During that portion of the cooking demonstration, the political scion wore fairly sensible-looking hiking-style shoes. Sure, Occupational Safety and Health Administration rules require chefs on the job to wear safety-toe footwear with leather upper and oil-resistant soles, but who among us hasn’t eschewed professional guidance when at home? If home cooks like you or I occasionally cook in trainers, it seems like a lot to assume a man who was credibly accused of sexual assault, engaged in beachfront whale decapitation, and staged a bear death scene might follow safe and sensible guidance.
But another thing cooks—home and professional—also know is that the real “dangerous part” is when you are removing your piping-hot dish from the stovetop, fryer, or oven. That’s why it seems so odd that in the second half of the video, which takes place after the turkey has fried for 40 minutes, Kennedy returns to lift the dripping bird in bare feet.
According to the deep frying guidance from the big bird bosses at Butterball, the fat Kennedy was using should have been heated to a cozy 375 degrees Fahrenheit. Liquids begin to burn human skin at 140 degrees F, making this moment in the cooking process especially dangerous for RFK Jr.’s little piggies. (Hines was not visible in part two of the video—perhaps she was taking this opportunity to check her spouse’s phone for errant texts.)

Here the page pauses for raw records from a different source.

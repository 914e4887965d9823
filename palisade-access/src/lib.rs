// SPDX-License-Identifier: MIT OR Apache-2.0

//! Role-based visibility and project-assignment engine.
//!
//! The engine answers, for an already-authenticated actor, which users and
//! projects they may see, mutate or assign, and keeps a durable, mergeable
//! record of who assigned what to whom. It is organised into five parts:
//!
//! - [`resolver`] — maps raw role claims plus email to a canonical
//!   [`Role`](palisade_core::Role), honouring explicit override rules.
//! - [`visibility`] — the pure per-role filtering rules for projects and
//!   users.
//! - [`manager`] — the only writer of the assignment store; orchestrates
//!   assign/unassign mutations and best-effort external membership sync.
//! - [`workflow`] — plans role changes: composite expansion, diffing and
//!   the server-side permission gate on selectable roles.
//! - [`targets`] — per-user targets and levels plus manual project status
//!   overrides.
//!
//! All operations fail closed: forbidden and not-found conditions abort a
//! mutation before anything is written, and unresolved role claims resolve
//! to the least-privileged role rather than an error.
mod error;
pub mod manager;
pub mod membership;
pub mod resolver;
pub mod targets;
#[cfg(any(test, feature = "test_utils"))]
pub mod test_utils;
pub mod visibility;
pub mod workflow;

pub use error::AccessError;
pub use manager::{AssignmentDelta, AssignmentManager};
pub use membership::{DisabledMembership, MembershipSync, SyncError};
pub use resolver::{OverrideRule, OverrideTable, effective_role, resolve};
pub use targets::TargetEngine;
pub use visibility::{visible_projects, visible_users};
pub use workflow::{RolePlan, plan_role_change, selectable_roles};
// SPDX-License-Identifier: MIT OR Apache-2.0

//! Core data types for the palisade access engine.
//!
//! A "palisade" deployment sits next to a labeling platform and answers one
//! question: which users and projects may a given actor see, mutate or
//! assign? This crate holds the entity model shared by the store and engine
//! crates: stable integer ids, role names with their precedence order, the
//! selectable role identifiers of the legacy platform, and the project
//! lifecycle status with its derivation rule.
//!
//! No I/O happens here. Users and projects are created by an external CRUD
//! layer and referenced by id only.
mod identity;
mod project;
mod role;
mod user;

pub use identity::{ProjectId, Timestamp, UserId};
pub use project::{Project, ProjectStatus, displayed_status};
pub use role::{Role, RoleId, RoleIdError};
pub use user::{Level, LevelError, User};
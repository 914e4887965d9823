// SPDX-License-Identifier: MIT OR Apache-2.0

//! Planning of role changes.
//!
//! A role change request carries the full desired selection for a target
//! user. The planner expands composite identifiers, gates the selection
//! against what the acting role may assign at all, and emits an ordered
//! assign-list and unassign-list. Applying grants that accompany a role
//! change is the assignment manager's job; the planner never writes.
use std::collections::BTreeSet;

use palisade_core::{Role, RoleId};
use tracing::debug;

use crate::error::AccessError;

/// An ordered plan for a role change: assignments are applied before
/// removals so the target user never holds zero roles mid-transaction.
#[derive(Clone, Debug, Default, PartialEq)]
pub struct RolePlan {
    pub to_assign: Vec<RoleId>,
    pub to_unassign: Vec<RoleId>,
}

impl RolePlan {
    /// Plan contains no changes.
    pub fn is_empty(&self) -> bool {
        self.to_assign.is_empty() && self.to_unassign.is_empty()
    }
}

/// The role identifiers an acting role may present for selection.
///
/// This is a server-side gate, not a UI nicety: submitted ids outside the
/// returned set are rejected, never silently dropped.
pub fn selectable_roles(actor_role: Role) -> &'static [RoleId] {
    match actor_role {
        Role::SuperAdmin => &[
            RoleId::General,
            RoleId::Labeler,
            RoleId::LabelingInterface,
            RoleId::Annotation,
            RoleId::Qcr,
            RoleId::Model,
            RoleId::Predictions,
            RoleId::CloudStorage,
            RoleId::Webhooks,
            RoleId::DangerZone,
            RoleId::User,
            RoleId::Client,
            RoleId::Admin,
            RoleId::SuperAdmin,
        ],
        Role::Admin => &[
            RoleId::General,
            RoleId::Labeler,
            RoleId::LabelingInterface,
            RoleId::Annotation,
            RoleId::Qcr,
            RoleId::Model,
            RoleId::Predictions,
            RoleId::CloudStorage,
            RoleId::Webhooks,
            RoleId::DangerZone,
            RoleId::User,
            RoleId::Client,
        ],
        Role::Client => &[
            RoleId::User,
            RoleId::Labeler,
            RoleId::LabelingInterface,
            RoleId::Annotation,
            RoleId::Qcr,
        ],
        // Plain users may only self-service the labeling and QC toggles.
        Role::User => &[
            RoleId::Labeler,
            RoleId::LabelingInterface,
            RoleId::Annotation,
            RoleId::Qcr,
        ],
    }
}

/// Replace composite identifiers by their constituent primitives.
fn expand(roles: &BTreeSet<RoleId>) -> BTreeSet<RoleId> {
    let mut expanded = BTreeSet::new();
    for role in roles {
        match role.constituents() {
            Some(constituents) => expanded.extend(constituents.iter().copied()),
            None => {
                expanded.insert(*role);
            }
        }
    }

    expanded
}

/// Compute the diff between a user's current roles and the desired
/// selection submitted by the actor.
///
/// Every id in the desired selection must be selectable by the acting
/// role, otherwise the whole request fails with
/// [`AccessError::ForbiddenRole`]. The same gate applies to removals: a
/// plan may not unassign an id the actor could not select, so an actor
/// can never demote a role above their own reach. Composites expand
/// before diffing: toggling one off removes all of its constituents even
/// if only some were present. If the plan would otherwise leave the user
/// with zero roles, the fallback `user` primitive is retained.
pub fn plan_role_change(
    actor_role: Role,
    target_email: &str,
    current: &BTreeSet<RoleId>,
    desired: &BTreeSet<RoleId>,
) -> Result<RolePlan, AccessError> {
    let allowed = selectable_roles(actor_role);
    for role in desired {
        if !allowed.contains(role) {
            return Err(AccessError::ForbiddenRole(*role));
        }
    }

    let current = expand(current);
    let desired = expand(desired);

    let mut to_assign: BTreeSet<RoleId> = desired.difference(&current).copied().collect();
    let mut to_unassign: BTreeSet<RoleId> = current.difference(&desired).copied().collect();

    // Never leave the user without any role: keep the fallback primitive.
    let remaining = current
        .union(&to_assign)
        .filter(|role| !to_unassign.contains(role))
        .count();
    if remaining == 0 && !to_unassign.remove(&RoleId::User) {
        to_assign.insert(RoleId::User);
    }

    // Removals are gated like additions: the diff must not demote an id
    // the actor could not have selected in the first place.
    for role in &to_unassign {
        if !allowed.contains(role) {
            return Err(AccessError::ForbiddenRole(*role));
        }
    }

    let plan = RolePlan {
        to_assign: to_assign.into_iter().collect(),
        to_unassign: to_unassign.into_iter().collect(),
    };

    debug!(
        target_email,
        assign = plan.to_assign.len(),
        unassign = plan.to_unassign.len(),
        "planned role change"
    );

    Ok(plan)
}
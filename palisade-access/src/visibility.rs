// SPDX-License-Identifier: MIT OR Apache-2.0

//! The per-role visibility rules for projects and users.
//!
//! Both functions are pure: they are computed fresh from the directory and
//! the assignment indices on every read, so there is no denormalized state
//! to invalidate after a mutation. Rules are evaluated first-match-wins,
//! with no stacking between roles.
use std::collections::BTreeSet;

use palisade_core::{Project, ProjectId, Role, User, UserId};

use crate::error::AccessError;

/// The set of projects an actor is permitted to read.
///
/// - `SuperAdmin` sees all projects unfiltered.
/// - `Admin` and `Client` share the same formula: projects they created
///   _or_ projects assigned to them (union — own creations are always
///   visible regardless of assignment state). What the two roles may
///   subsequently *do* with a visible project differs in the manager.
/// - `User` has no project list access at all; the attempt is an
///   authorization denial, not an empty result.
///
/// `assigned` is the actor's entry in the assignee index.
pub fn visible_projects<'a>(
    actor: UserId,
    role: Role,
    all_projects: &'a [Project],
    assigned: &BTreeSet<ProjectId>,
) -> Result<Vec<&'a Project>, AccessError> {
    match role {
        Role::SuperAdmin => Ok(all_projects.iter().collect()),
        Role::Admin | Role::Client => Ok(all_projects
            .iter()
            .filter(|project| project.created_by == actor || assigned.contains(&project.id))
            .collect()),
        Role::User => Err(AccessError::ForbiddenUser(actor)),
    }
}

/// The set of users an actor is permitted to read.
///
/// - `SuperAdmin` and `Admin` see the whole user directory.
/// - `Client` sees themselves plus the users they personally created.
/// - `User` is denied, matching the project rule.
pub fn visible_users<'a>(
    actor: UserId,
    role: Role,
    all_users: &'a [User],
) -> Result<Vec<&'a User>, AccessError> {
    match role {
        Role::SuperAdmin | Role::Admin => Ok(all_users.iter().collect()),
        Role::Client => Ok(all_users
            .iter()
            .filter(|user| user.id == actor || user.created_by(actor))
            .collect()),
        Role::User => Err(AccessError::ForbiddenUser(actor)),
    }
}

/// Convenience check: is one project visible to the actor?
pub fn project_visible(
    actor: UserId,
    role: Role,
    project: &Project,
    assigned: &BTreeSet<ProjectId>,
) -> bool {
    match role {
        Role::SuperAdmin => true,
        Role::Admin | Role::Client => {
            project.created_by == actor || assigned.contains(&project.id)
        }
        Role::User => false,
    }
}
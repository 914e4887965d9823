// SPDX-License-Identifier: MIT OR Apache-2.0

use std::fmt;
use std::str::FromStr;

use serde::{Deserialize, Serialize};
use thiserror::Error;

/// The four canonical role names, ordered by precedence. Greater roles are
/// assumed to also hold all capabilities of lower ones.
///
/// A user record may carry several role identifiers at once; their
/// *effective role* is the highest-precedence canonical name present.
#[derive(Clone, Copy, Debug, Eq, Hash, PartialEq, PartialOrd, Ord, Serialize, Deserialize)]
#[serde(rename_all = "kebab-case")]
pub enum Role {
    /// Plain labeling user. No directory or project-list access.
    User,

    /// Client account. Sees own creations and own assignments.
    Client,

    /// Platform administrator. Manages the whole user directory.
    Admin,

    /// Unrestricted access to every user and project record.
    SuperAdmin,
}

impl Role {
    /// Role is User.
    pub fn is_user(&self) -> bool {
        matches!(self, Role::User)
    }

    /// Role is Client.
    pub fn is_client(&self) -> bool {
        matches!(self, Role::Client)
    }

    /// Role is Admin.
    pub fn is_admin(&self) -> bool {
        matches!(self, Role::Admin)
    }

    /// Role is SuperAdmin.
    pub fn is_super_admin(&self) -> bool {
        matches!(self, Role::SuperAdmin)
    }

    /// Role carries at least admin capabilities.
    pub fn is_admin_or_above(&self) -> bool {
        *self >= Role::Admin
    }
}

impl fmt::Display for Role {
    fn fmt(&self, f: &mut fmt::Formatter<'_>) -> fmt::Result {
        let s = match self {
            Role::User => "user",
            Role::Client => "client",
            Role::Admin => "admin",
            Role::SuperAdmin => "super-admin",
        };

        write!(f, "{}", s)
    }
}

/// A selectable role identifier as known to the legacy platform.
///
/// These are the primitive identifiers persisted on user records plus the
/// one composite identifier (`labeler`) which is only ever a UI-facing
/// shorthand and is expanded before any diffing or persistence.
#[derive(Clone, Copy, Debug, Eq, Hash, PartialEq, PartialOrd, Ord, Serialize, Deserialize)]
#[serde(rename_all = "kebab-case")]
pub enum RoleId {
    General,
    LabelingInterface,
    Annotation,
    Qcr,
    Model,
    Predictions,
    CloudStorage,
    Webhooks,
    DangerZone,
    User,
    Client,
    Admin,
    SuperAdmin,
    /// Composite shorthand for the labeling primitives.
    Labeler,
}

impl RoleId {
    /// The constituent primitive ids of a composite identifier, or `None`
    /// for primitives.
    ///
    /// Composite ids are consulted at diff time only and never persisted as
    /// roles themselves.
    pub fn constituents(&self) -> Option<&'static [RoleId]> {
        match self {
            RoleId::Labeler => Some(&[RoleId::LabelingInterface, RoleId::Annotation]),
            _ => None,
        }
    }

    /// Identifier is a composite shorthand.
    pub fn is_composite(&self) -> bool {
        self.constituents().is_some()
    }

    /// The canonical role name this identifier asserts, if any.
    ///
    /// Most identifiers are feature toggles which carry no directory-level
    /// privilege and therefore map to [`Role::User`].
    pub fn canonical_role(&self) -> Role {
        match self {
            RoleId::SuperAdmin => Role::SuperAdmin,
            RoleId::Admin => Role::Admin,
            RoleId::Client => Role::Client,
            _ => Role::User,
        }
    }
}

impl fmt::Display for RoleId {
    fn fmt(&self, f: &mut fmt::Formatter<'_>) -> fmt::Result {
        let s = match self {
            RoleId::General => "general",
            RoleId::LabelingInterface => "labeling-interface",
            RoleId::Annotation => "annotation",
            RoleId::Qcr => "qcr",
            RoleId::Model => "model",
            RoleId::Predictions => "predictions",
            RoleId::CloudStorage => "cloud-storage",
            RoleId::Webhooks => "webhooks",
            RoleId::DangerZone => "danger-zone",
            RoleId::User => "user",
            RoleId::Client => "client",
            RoleId::Admin => "admin",
            RoleId::SuperAdmin => "super-admin",
            RoleId::Labeler => "labeler",
        };

        write!(f, "{}", s)
    }
}

/// Error returned when parsing an unknown role identifier string.
#[derive(Clone, Debug, Error, PartialEq)]
#[error("unknown role identifier: {0}")]
pub struct RoleIdError(pub String);

impl FromStr for RoleId {
    type Err = RoleIdError;

    fn from_str(s: &str) -> Result<Self, Self::Err> {
        let id = match s {
            "general" => RoleId::General,
            "labeling-interface" => RoleId::LabelingInterface,
            "annotation" => RoleId::Annotation,
            "qcr" => RoleId::Qcr,
            "model" => RoleId::Model,
            "predictions" => RoleId::Predictions,
            "cloud-storage" => RoleId::CloudStorage,
            "webhooks" => RoleId::Webhooks,
            "danger-zone" => RoleId::DangerZone,
            "user" => RoleId::User,
            "client" => RoleId::Client,
            "admin" => RoleId::Admin,
            "super-admin" => RoleId::SuperAdmin,
            "labeler" => RoleId::Labeler,
            other => return Err(RoleIdError(other.to_string())),
        };

        Ok(id)
    }
}

#[cfg(test)]
mod tests {
    use std::str::FromStr;

    use super::{Role, RoleId};

    #[test]
    fn role_precedence() {
        assert!(Role::SuperAdmin > Role::Admin);
        assert!(Role::Admin > Role::Client);
        assert!(Role::Client > Role::User);
        assert!(Role::Admin.is_admin_or_above());
        assert!(Role::SuperAdmin.is_admin_or_above());
        assert!(!Role::Client.is_admin_or_above());
    }

    #[test]
    fn role_id_round_trip() {
        for id in [
            RoleId::General,
            RoleId::LabelingInterface,
            RoleId::Annotation,
            RoleId::Qcr,
            RoleId::Model,
            RoleId::Predictions,
            RoleId::CloudStorage,
            RoleId::Webhooks,
            RoleId::DangerZone,
            RoleId::User,
            RoleId::Client,
            RoleId::Admin,
            RoleId::SuperAdmin,
            RoleId::Labeler,
        ] {
            assert_eq!(RoleId::from_str(&id.to_string()).unwrap(), id);
        }

        assert!(RoleId::from_str("owner").is_err());
    }

    #[test]
    fn labeler_expands_to_labeling_primitives() {
        assert_eq!(
            RoleId::Labeler.constituents().unwrap(),
            &[RoleId::LabelingInterface, RoleId::Annotation]
        );
        assert!(RoleId::Qcr.constituents().is_none());
    }

    #[test]
    fn wire_names_match_legacy_identifiers() {
        assert_eq!(
            serde_json::to_string(&RoleId::LabelingInterface).unwrap(),
            "\"labeling-interface\""
        );
        assert_eq!(
            serde_json::from_str::<RoleId>("\"danger-zone\"").unwrap(),
            RoleId::DangerZone
        );
        assert_eq!(
            serde_json::to_string(&Role::SuperAdmin).unwrap(),
            "\"super-admin\""
        );
    }

    #[test]
    fn canonical_role_mapping() {
        assert_eq!(RoleId::SuperAdmin.canonical_role(), Role::SuperAdmin);
        assert_eq!(RoleId::Admin.canonical_role(), Role::Admin);
        assert_eq!(RoleId::Client.canonical_role(), Role::Client);
        assert_eq!(RoleId::Qcr.canonical_role(), Role::User);
        assert_eq!(RoleId::Webhooks.canonical_role(), Role::User);
    }
}
// SPDX-License-Identifier: MIT OR Apache-2.0

use std::collections::BTreeSet;

use serde::{Deserialize, Serialize};
use thiserror::Error;

use crate::identity::{Timestamp, UserId};
use crate::role::{Role, RoleId};

/// A user record as maintained by the external CRUD layer.
///
/// Every user carries at least one role identifier. `created_by` is
/// immutable once set and defines the "creation scope" used by client and
/// admin visibility filtering.
#[derive(Clone, Debug, PartialEq, Serialize, Deserialize)]
pub struct User {
    pub id: UserId,
    pub email: String,
    pub display_name: String,
    pub roles: BTreeSet<RoleId>,
    pub created_by: Option<UserId>,
    pub last_activity: Timestamp,
    pub date_joined: Timestamp,
}

impl User {
    /// The highest-precedence canonical role asserted by this user's role
    /// identifiers.
    ///
    /// A user without any privilege-carrying identifier resolves to
    /// [`Role::User`]: absence of claims always fails closed.
    pub fn asserted_role(&self) -> Role {
        self.roles
            .iter()
            .map(RoleId::canonical_role)
            .max()
            .unwrap_or(Role::User)
    }

    /// User was created by the given actor.
    pub fn created_by(&self, actor: UserId) -> bool {
        self.created_by == Some(actor)
    }
}

/// Skill level attached to a user by their manager. Independent annotation,
/// not an access-control fact.
#[derive(Clone, Copy, Debug, Eq, Hash, PartialEq, PartialOrd, Ord, Serialize, Deserialize)]
pub enum Level {
    #[serde(rename = "1")]
    One,
    #[serde(rename = "2")]
    Two,
    #[serde(rename = "3")]
    Three,
}

/// Error returned when converting an out-of-range numeric level.
#[derive(Clone, Copy, Debug, Error, PartialEq)]
#[error("level out of range: {0} (expected 1-3)")]
pub struct LevelError(pub u8);

impl Level {
    pub fn as_u8(&self) -> u8 {
        match self {
            Level::One => 1,
            Level::Two => 2,
            Level::Three => 3,
        }
    }
}

impl TryFrom<u8> for Level {
    type Error = LevelError;

    fn try_from(value: u8) -> Result<Self, Self::Error> {
        match value {
            1 => Ok(Level::One),
            2 => Ok(Level::Two),
            3 => Ok(Level::Three),
            other => Err(LevelError(other)),
        }
    }
}
//! Error types for the pagelens library.
//!
//! Every failure of an explanation request is terminal for that request: the
//! library never retries. Errors reach callers in two ways:
//!
//! * **Pre-flight rejections** ([`ExplainError::BlankPrompt`],
//!   [`ExplainError::RequestInFlight`]) are returned as `Err` from
//!   [`crate::explain::Explainer::submit`] and leave the conversation untouched.
//!
//! * **Request failures** (everything from page selection onwards) are written
//!   into [`crate::conversation::ConversationState`] via
//!   [`ExplainError::user_message`], so a UI only has to watch one object.
//!
//! `Display` carries the developer-facing detail (logged via `tracing`);
//! `user_message` carries the short text shown next to the conversation.

use crate::prompts::{
    rewrite_backend_hint, MSG_BLANK_PROMPT, MSG_CONNECTION_ERROR, MSG_EXTRACTION_FAILED,
    MSG_INVALID_PAGE, MSG_MISSING_API_KEY, MSG_REQUEST_IN_FLIGHT, MSG_STREAM_DECODE,
};
use std::path::PathBuf;
use thiserror::Error;

/// All errors produced by the pagelens library.
#[derive(Debug, Error)]
pub enum ExplainError {
    // ── Pre-flight ────────────────────────────────────────────────────────
    /// The prompt was empty or whitespace-only.
    #[error("Prompt is empty; type a question before submitting")]
    BlankPrompt,

    /// A request is still preparing, submitting or streaming.
    #[error("A request is already in progress for this conversation")]
    RequestInFlight,

    // ── Local preparation ─────────────────────────────────────────────────
    /// Requested page is outside the document.
    #[error("Page index {page} is out of range (document has {total} pages)")]
    InvalidPageSelection { page: usize, total: usize },

    /// pdfium could not load the source or build the single-page document.
    #[error("Page extraction failed: {detail}")]
    PageExtraction { detail: String },

    // ── Network ───────────────────────────────────────────────────────────
    /// No response was received, or reading the body failed mid-stream.
    #[error("Transport error: {detail}\nIs the analysis backend running?")]
    Transport { detail: String },

    /// The backend answered with a non-success status.
    #[error("Request rejected with HTTP {status}: {message}")]
    RequestRejected { status: u16, message: String },

    /// A complete frame was not valid UTF-8.
    #[error("Malformed response stream: {detail}")]
    StreamDecode { detail: String },

    /// The backend reported a failure inside the event stream.
    #[error("Backend error: {message}")]
    Remote { message: String },

    // ── Credentials ───────────────────────────────────────────────────────
    /// Credential save attempted without an API key.
    #[error("API key is required to save credentials")]
    MissingApiKey,

    /// The credential endpoint refused the submission.
    #[error("Credential save rejected: {message}")]
    CredentialsRejected { message: String },

    // ── Document loading (host side) ──────────────────────────────────────
    /// The host could not open the PDF it wants to explain.
    #[error("Could not open PDF '{path}': {detail}")]
    DocumentLoad { path: PathBuf, detail: String },

    /// Could not bind to a pdfium library.
    #[error(
        "Failed to bind to pdfium library: {0}\n\n\
Point PDFIUM_LIB_PATH (or --pdfium-lib) at an existing libpdfium,\n\
or install pdfium where the system loader can find it.\n"
    )]
    PdfiumBindingFailed(String),

    // ── Config errors ─────────────────────────────────────────────────────
    /// Builder validation failed.
    #[error("Invalid configuration: {0}")]
    InvalidConfig(String),

    // ── Catch-all ─────────────────────────────────────────────────────────
    /// Unexpected internal error.
    #[error("Internal error: {0}")]
    Internal(String),
}

impl ExplainError {
    /// Short, user-facing text for `last_status_message`.
    ///
    /// Backend-provided messages get the configuration hint rewritten;
    /// transport failures never do, since there is no backend text to rewrite.
    pub fn user_message(&self) -> String {
        match self {
            ExplainError::BlankPrompt => MSG_BLANK_PROMPT.to_string(),
            ExplainError::RequestInFlight => MSG_REQUEST_IN_FLIGHT.to_string(),
            ExplainError::InvalidPageSelection { .. } => MSG_INVALID_PAGE.to_string(),
            ExplainError::PageExtraction { .. } => MSG_EXTRACTION_FAILED.to_string(),
            ExplainError::Transport { .. } => MSG_CONNECTION_ERROR.to_string(),
            ExplainError::RequestRejected { message, .. } => rewrite_backend_hint(message),
            ExplainError::StreamDecode { .. } => MSG_STREAM_DECODE.to_string(),
            ExplainError::Remote { message } => rewrite_backend_hint(message),
            ExplainError::MissingApiKey => MSG_MISSING_API_KEY.to_string(),
            ExplainError::CredentialsRejected { message } => message.clone(),
            other => other.to_string(),
        }
    }

    /// `true` for errors raised before the conversation was touched.
    pub fn is_preflight(&self) -> bool {
        matches!(self, ExplainError::BlankPrompt | ExplainError::RequestInFlight)
    }
}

Kennedy is a longstanding opponent of seed oils for frying, and has vocally supported the use of beef tallow as a healthier alternative. Experts are divided on this, with the use of the (delicious to many) animal fat just the latest random thing to become weaponized in the MAGA culture war. As of publication time, however, all sides of the political continuum seem to agree that wearing shoes while working with dangerous, boiling substances is a non-partisan issue. But who knows what the future holds as Kennedy strives to remake America in his clearly reasonable and healthy image?